La «science infuse»
Chronique parue dans la revue Arts et Métiers de mai 1977
La lecture d’un des derniers numéros du Bulletin of the American Physical Society[1] me remet en mémoire une question à laquelle je réfléchis depuis plus d’un quart de siècle, que j’ai discutée avec maints physiciens, chimistes, mathématiciens et autres savants, sans avoir jamais entendu ne fût-ce que l’esquisse d’une réponse satisfaisante.
Dans ce bulletin de la Société américaine de physique, l’un des plus prestigieux du monde en la matière, sont publiés trois rapports rangés sous la rubrique «Physique théorique», et dont voici les thèmes.
■ Perception directe de localisations géographiques éloignées[2]. On y explique que depuis 1972 les signataires ont étudié des aspects de la perception humaine qui ne semblent pas relever des capacités humaines connues en matière de processus perceptuel.

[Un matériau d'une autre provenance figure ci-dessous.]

//! Engine configuration.
//!
//! Read from `sluice.json` in the data directory. Every field has a default,
//! so an empty object (or a missing file) is a valid configuration with no
//! strategies.
//!
//! ```json
//! {
//!   "strategies": {
//!     "gpu": { "command": "python3", "args": ["run.py", "{{ graph_path }}"], "capacity": 1 }
//!   },
//!   "tiers": {
//!     "final": { "strategy": "gpu", "degrade_to": "draft" },
//!     "draft": { "strategy": "cpu" }
//!   },
//!   "capacity_policy": "queue"
//! }
//! ```

use std::collections::{HashMap, HashSet};
use std::path::{Path, PathBuf};
use std::time::Duration;

use serde::{Deserialize, Serialize};

use crate::error::ConfigError;

#[derive(Debug, Clone, PartialEq, Serialize, Deserialize)]
#[serde(default)]
pub struct EngineConfig {
  /// Packet directory. Relative paths are resolved against the data directory.
  pub packets_dir: PathBuf,
  /// Installed capabilities.
  pub capabilities_dir: PathBuf,
  /// Local package mirror used for install-on-demand.
  pub packages_dir: PathBuf,
  /// Shared data area handed to execution units.
  pub data_area: PathBuf,
  pub strategies: HashMap<String, StrategyDef>,
  pub tiers: HashMap<String, TierDef>,
  pub capacity_policy: CapacityPolicy,
  pub supervision: SupervisionConfig,
  pub relay: RelayConfig,
  /// Number of terminal execution records kept for status queries and
  /// idempotent resubmission.
  pub history_limit: usize,
}

impl Default for EngineConfig {
  fn default() -> Self {
    Self {
      packets_dir: PathBuf::from("packets"),
      capabilities_dir: PathBuf::from("capabilities"),
      packages_dir: PathBuf::from("packages"),
      data_area: PathBuf::from("data"),
      strategies: HashMap::new(),
      tiers: HashMap::new(),
      capacity_policy: CapacityPolicy::default(),
      supervision: SupervisionConfig::default(),
      relay: RelayConfig::default(),
      history_limit: 1024,
    }
  }
}

impl EngineConfig {
  /// Read and validate a configuration file.
  pub fn from_file(path: &Path) -> Result<Self, ConfigError> {
    let content = std::fs::read_to_string(path)?;
    let config: EngineConfig = serde_json::from_str(&content)?;
    config.validate()?;
    Ok(config)
  }

  /// Read a configuration file, falling back to the defaults when it does not exist.
  pub fn load_or_default(path: &Path) -> Result<Self, ConfigError> {
    if path.exists() {
      Self::from_file(path)
    } else {
      Ok(Self::default())
    }
  }

  /// Resolve relative directories against `base`.
  pub fn with_base_dir(mut self, base: &Path) -> Self {
    for dir in [
      &mut self.packets_dir,
      &mut self.capabilities_dir,
      &mut self.packages_dir,
      &mut self.data_area,
    ] {
      if dir.is_relative() {
        *dir = base.join(&*dir);
      }
    }
    self
  }

  /// Check cross-references between tiers and strategies.
  pub fn validate(&self) -> Result<(), ConfigError> {
    for (name, strategy) in &self.strategies {
      if strategy.command.trim().is_empty() {
        return Err(ConfigError::EmptyCommand {
          strategy: name.clone(),
        });
      }
      if strategy.capacity == 0 {
        return Err(ConfigError::ZeroCapacity {
          strategy: name.clone(),
        });
      }
    }

    for (tier_name, tier) in &self.tiers {
      let referenced = std::iter::once(&tier.strategy).chain(tier.kinds.values());
      for strategy in referenced {
        if !self.strategies.contains_key(strategy) {
          return Err(ConfigError::UnknownStrategy {
            tier: tier_name.clone(),
            strategy: strategy.clone(),
          });
        }
      }

      if let Some(target) = &tier.degrade_to
        && !self.tiers.contains_key(target)
      {
        return Err(ConfigError::UnknownDegradeTarget {
          tier: tier_name.clone(),
          target: target.clone(),
        });
      }
    }

    for tier_name in self.tiers.keys() {
      let mut seen = HashSet::from([tier_name.as_str()]);
      let mut current = tier_name.as_str();
      while let Some(next) = self
        .tiers
        .get(current)
        .and_then(|t| t.degrade_to.as_deref())
      {
        if !seen.insert(next) {
          return Err(ConfigError::DegradeLoop {
            tier: tier_name.clone(),
          });
        }
        current = next;
      }
    }

    Ok(())
  }
}

/// How to launch an execution unit.
#[derive(Debug, Clone, PartialEq, Serialize, Deserialize)]
pub struct StrategyDef {
  /// Program to run.
  pub command: String,
  /// Arguments; each is a minijinja template.
  #[serde(default)]
  pub args: Vec<String>,
  /// Extra environment; values are minijinja templates.
  #[serde(default)]
  pub env: HashMap<String, String>,
  /// Concurrent execution slots for this strategy.
  #[serde(default = "default_capacity")]
  pub capacity: usize,
  /// Overrides `supervision.max_silence_ms` for units of this strategy.
  #[serde(default, skip_serializing_if = "Option::is_none")]
  pub max_silence_ms: Option<u64>,
}

fn default_capacity() -> usize {
  1
}

/// A quality tier: which strategy serves it and where it may degrade to.
#[derive(Debug, Clone, PartialEq, Serialize, Deserialize)]
pub struct TierDef {
  pub strategy: String,
  /// Per packet-kind strategy overrides.
  #[serde(default)]
  pub kinds: HashMap<String, String>,
  #[serde(default, skip_serializing_if = "Option::is_none")]
  pub degrade_to: Option<String>,
}

/// What to do when the requested tier has no free slot.
#[derive(Debug, Clone, Copy, Default, PartialEq, Eq, Serialize, Deserialize)]
#[serde(rename_all = "snake_case")]
pub enum CapacityPolicy {
  /// Wait in `Queued` until a slot frees.
  #[default]
  Queue,
  /// Try the `degrade_to` chain, announcing the substitution; queue if nothing is free.
  Degrade,
  /// Reject the submission.
  Reject,
}

#[derive(Debug, Clone, PartialEq, Serialize, Deserialize)]
#[serde(default)]
pub struct SupervisionConfig {
  /// Fail a unit that sends no progress signal for this long.
  pub max_silence_ms: u64,
  /// Time between the graceful termination signal and the forced kill.
  pub cancel_grace_ms: u64,
  /// Launch attempts after the first one.
  pub launch_retries: u32,
  pub launch_backoff_ms: u64,
  pub launch_backoff_max_ms: u64,
}

impl Default for SupervisionConfig {
  fn default() -> Self {
    Self {
      max_silence_ms: 300_000,
      cancel_grace_ms: 5_000,
      launch_retries: 2,
      launch_backoff_ms: 250,
      launch_backoff_max_ms: 4_000,
    }
  }
}

impl SupervisionConfig {
  pub fn max_silence(&self) -> Duration {
    Duration::from_millis(self.max_silence_ms)
  }

  pub fn cancel_grace(&self) -> Duration {
    Duration::from_millis(self.cancel_grace_ms)
  }

  /// Backoff before launch retry `attempt` (1-based), doubling and capped.
  pub fn launch_backoff(&self, attempt: u32) -> Duration {
    let factor = 2u64.saturating_pow(attempt.saturating_sub(1));
    let delay = self
      .launch_backoff_ms
      .saturating_mul(factor)
      .min(self.launch_backoff_max_ms);
    Duration::from_millis(delay)
  }
}

#[derive(Debug, Clone, PartialEq, Serialize, Deserialize)]
#[serde(default)]
pub struct RelayConfig {
  pub disconnect_policy: DisconnectPolicy,
  /// Per-session queue bound; the oldest event is dropped beyond it.
  pub session_buffer: usize,
  /// Detached sessions retained under the `buffer` policy; the longest
  /// detached is forgotten beyond it.
  pub max_detached: usize,
}

impl Default for RelayConfig {
  fn default() -> Self {
    Self {
      disconnect_policy: DisconnectPolicy::default(),
      session_buffer: 1024,
      max_detached: 64,
    }
  }
}

/// What the relay does with events for a session that has disconnected.
#[derive(Debug, Clone, Copy, Default, PartialEq, Eq, Serialize, Deserialize)]
#[serde(rename_all = "snake_case")]
pub enum DisconnectPolicy {
  /// Keep queueing (bounded) until the session reattaches.
  #[default]
  Buffer,
  /// Forget the session's subscriptions.
  Drop,
}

Particulièrement intéressante, disent les auteurs, est une certaine capacité humaine de se procurer de l’information que nous appellerons «vue à distance». Ce phénomène réside dans la capacité qu’ont certains individus d’atteindre et de décrire, par quelque processus mental, des sources d’informations inaccessibles à la perception ordinaire. Le phénomène que nous avons tout particulièrement étudié est la capacité d’un sujet qui s’est montré capable de voir et décrire des lieux géographiques éloignés de plusieurs milliers de kilomètres à la seule condition qu’une personne connue de lui s’y trouve. Nous avons récemment réalisé des expériences entre le Pacifique et l’Atlantique avec l’aide d’un ordinateur en vue d’évaluer certains individus dont les capacités de vision à distance ont été suffisamment développées pour décrire, souvent avec une foule de détails des configurations géographiques naturelles ou techniques telles que bâtiments, routes, etc. Nos résultats montrent que certains individus sélectionnés, mais aussi des individus quelconques, peuvent être éduqués assez pour faire montre de vision à distance et être capable de transfert d’information.

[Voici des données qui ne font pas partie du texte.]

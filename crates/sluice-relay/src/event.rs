use std::path::PathBuf;

use serde::{Deserialize, Serialize};

/// Lifecycle state of an execution request.
#[derive(Debug, Clone, Copy, PartialEq, Eq, Hash, Serialize, Deserialize)]
#[serde(rename_all = "snake_case")]
pub enum RequestState {
  Queued,
  Dispatched,
  Running,
  Succeeded,
  Failed,
  Cancelled,
}

impl RequestState {
  pub fn is_terminal(&self) -> bool {
    matches!(
      self,
      RequestState::Succeeded | RequestState::Failed | RequestState::Cancelled
    )
  }

  pub fn as_str(&self) -> &'static str {
    match self {
      RequestState::Queued => "queued",
      RequestState::Dispatched => "dispatched",
      RequestState::Running => "running",
      RequestState::Succeeded => "succeeded",
      RequestState::Failed => "failed",
      RequestState::Cancelled => "cancelled",
    }
  }
}

impl std::fmt::Display for RequestState {
  fn fmt(&self, f: &mut std::fmt::Formatter<'_>) -> std::fmt::Result {
    f.write_str(self.as_str())
  }
}

/// Failure taxonomy for errors reported after dispatch.
#[derive(Debug, Clone, Copy, PartialEq, Eq, Hash, Serialize, Deserialize)]
#[serde(rename_all = "snake_case")]
pub enum FailureKind {
  /// The execution unit could not be started.
  Launch,
  /// The unit ran and exited abnormally, or produced no declared output.
  Runtime,
  /// The silence watchdog fired.
  Timeout,
}

impl std::fmt::Display for FailureKind {
  fn fmt(&self, f: &mut std::fmt::Formatter<'_>) -> std::fmt::Result {
    f.write_str(match self {
      FailureKind::Launch => "launch",
      FailureKind::Runtime => "runtime",
      FailureKind::Timeout => "timeout",
    })
  }
}

/// Progress reported by an execution unit.
#[derive(Debug, Clone, Default, PartialEq, Serialize, Deserialize)]
pub struct ProgressUpdate {
  #[serde(default, skip_serializing_if = "Option::is_none")]
  pub progress: Option<f64>,
  #[serde(default, skip_serializing_if = "Option::is_none")]
  pub message: Option<String>,
  #[serde(default, skip_serializing_if = "Option::is_none")]
  pub node: Option<String>,
}

/// Kind and payload of an event.
#[derive(Debug, Clone, PartialEq, Serialize, Deserialize)]
#[serde(tag = "kind", content = "payload", rename_all = "snake_case")]
pub enum EventBody {
  StateChanged {
    /// `None` for the first transition of a request.
    from: Option<RequestState>,
    to: RequestState,
    #[serde(default, skip_serializing_if = "Option::is_none")]
    note: Option<String>,
  },
  Progress(ProgressUpdate),
  Succeeded {
    outputs: Vec<PathBuf>,
  },
  Failed {
    kind: FailureKind,
    message: String,
  },
}

/// An event on the wire:
/// `{"request_id": "...", "sequence": 3, "kind": "progress", "payload": {...}}`.
#[derive(Debug, Clone, PartialEq, Serialize, Deserialize)]
pub struct Event {
  pub request_id: String,
  /// Position within the request's event stream, starting at 0.
  pub sequence: u64,
  #[serde(flatten)]
  pub body: EventBody,
}

impl Event {
  /// Whether no further events may follow this one for its request.
  pub fn is_final(&self) -> bool {
    match &self.body {
      EventBody::Succeeded { .. } | EventBody::Failed { .. } => true,
      EventBody::StateChanged { to, .. } => *to == RequestState::Cancelled,
      EventBody::Progress(_) => false,
    }
  }

  /// The state this event moves the request into, if it is a transition.
  pub fn new_state(&self) -> Option<RequestState> {
    match &self.body {
      EventBody::StateChanged { to, .. } => Some(*to),
      _ => None,
    }
  }
}

#[cfg(test)]
mod tests {
  use super::*;
  use serde_json::json;

  #[test]
  fn test_wire_format() {
    let event = Event {
      request_id: "r1".to_string(),
      sequence: 2,
      body: EventBody::StateChanged {
        from: Some(RequestState::Queued),
        to: RequestState::Dispatched,
        note: None,
      },
    };
    assert_eq!(
      serde_json::to_value(&event).unwrap(),
      json!({
        "request_id": "r1",
        "sequence": 2,
        "kind": "state_changed",
        "payload": { "from": "queued", "to": "dispatched" }
      })
    );

    let failed: Event = serde_json::from_value(json!({
      "request_id": "r1",
      "sequence": 5,
      "kind": "failed",
      "payload": { "kind": "timeout", "message": "no progress for 300s" }
    }))
    .unwrap();
    assert!(failed.is_final());
    assert!(matches!(
      failed.body,
      EventBody::Failed {
        kind: FailureKind::Timeout,
        ..
      }
    ));
  }

  #[test]
  fn test_final_events() {
    let event = |body| Event {
      request_id: "r".to_string(),
      sequence: 0,
      body,
    };
    assert!(!event(EventBody::StateChanged {
      from: Some(RequestState::Running),
      to: RequestState::Succeeded,
      note: None
    })
    .is_final());
    assert!(event(EventBody::StateChanged {
      from: Some(RequestState::Running),
      to: RequestState::Cancelled,
      note: None
    })
    .is_final());
    assert!(event(EventBody::Succeeded { outputs: vec![] }).is_final());
    assert!(!event(EventBody::Progress(ProgressUpdate::default())).is_final());
  }
}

■ Quelques modèles physiques potentiellement applicables aux faits observés de vue à distance. (Je résume le résumé):
Les auteurs examinent ces faits à la lumière de trois principes physiques majeurs, l’invariance de Poincaré-Lorentz, la causalité et le principe d’unicité (unitarity); ils examinent plus particulièrement leurs implications face aux modèles de mécanique quantique et au principe d’inégalité de Bell.
■ Corrélations électroencéphalographiques (E.E.G.) avec des stimuli éloignés en état de déprivation sensorielle.

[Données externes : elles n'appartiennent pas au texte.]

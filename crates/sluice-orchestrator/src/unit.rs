use std::collections::BTreeMap;
use std::path::PathBuf;
use std::sync::Arc;
use std::time::Duration;

use async_trait::async_trait;
use sluice_packet::PacketId;
use sluice_relay::ProgressUpdate;

use crate::data_area::UnitPaths;
use crate::error::LaunchError;
use crate::strategy::Strategy;

/// Everything an execution unit is started with.
#[derive(Debug, Clone)]
pub struct LaunchSpec {
  pub unit_id: String,
  pub request_id: String,
  pub packet: PacketId,
  pub tier: String,
  pub strategy: Arc<Strategy>,
  pub paths: UnitPaths,
  /// Shared data area root.
  pub data_dir: PathBuf,
  /// Capability name to concrete location.
  pub capabilities: BTreeMap<String, PathBuf>,
}

/// How a unit ended.
#[derive(Debug, Clone, PartialEq, Eq)]
pub struct ExitReport {
  pub success: bool,
  pub code: Option<i32>,
  pub description: String,
}

/// What a running unit reports.
#[derive(Debug, Clone, PartialEq)]
pub enum UnitSignal {
  Progress(ProgressUpdate),
  Exited(ExitReport),
}

/// Starts execution units.
#[async_trait]
pub trait UnitLauncher: Send + Sync {
  async fn launch(&self, spec: &LaunchSpec) -> Result<Box<dyn RunningUnit>, LaunchError>;
}

/// A launched execution unit.
#[async_trait]
pub trait RunningUnit: Send {
  /// Next signal from the unit. Once it has exited, every call returns the
  /// same `Exited` report.
  async fn next_signal(&mut self) -> UnitSignal;

  /// Stop the unit: a graceful request first, forced after `grace`.
  async fn terminate(&mut self, grace: Duration);
}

Dans ces expériences, les auteurs mettent les sujets étudiés en état de déprivation sensorielle totale (ils sont dans la complète obscurité, ne voient, ne sentent, n’entendent, ne touchent rien, ce dernier résultat étant, comme on sait, obtenu par flottement dans un scaphandre), et font un enregistrement eeg continu. On constate alors un eeg particulier au moment précis où apparaît la vue à distance.
Ces deux séries d’expériences (et cette théorisation), inimaginables en France, ou du moins leur publication dans une grande revue de physique, ont pour auteurs des hommes de l’art réputés. Les expériences ont été faites au Stanford Research Institute et au Laboratoire Lawrence, de Berkeley. Je connais quelques-uns des acteurs de cette recherche, qui se poursuit depuis plus de quatre ans; dans un cas j’y ai même participé en promenant en voiture, selon ma fantaisie, un mathématicien qui était suivi à distance sur la carte, par le sujet étudié, à des milliers de kilomètres de là (nous étions dans les Alpes, et le sujet à San Francisco).
La vue à distance: parlez-en autour de vous. On vous rira au nez. On vous demandera si vous croyez aussi aux fantômes et aux tables tournantes. Cette ironie est peut-être justifiée. Mais la question n’est pas là. La question est: même s’il est vrai que ces choses-là sont impossibles, comment le sait-on?
Lisez des livres écrits il y a plus de 2’000 ans comme le De divinatione ou le De Naturo Deorum de Cicéron: déjà les hommes de ce temps, qui, notez-le, ne savaient rien de rien, disaient que «certaines choses sont impossibles parce qu’elles sont contraires aux lois de la nature». Que savaient-ils des lois de la nature? Nous l’avons dit, rien de rien. Cependant, non seulement ils savaient (croyaient savoir) que certaines choses sont contraires à ces lois, mais ils désignaient ces choses infailliblement et du premier coup précisément là où nos propres esprits forts, maintenant les désignent. Il s’agissait déjà des mêmes choses.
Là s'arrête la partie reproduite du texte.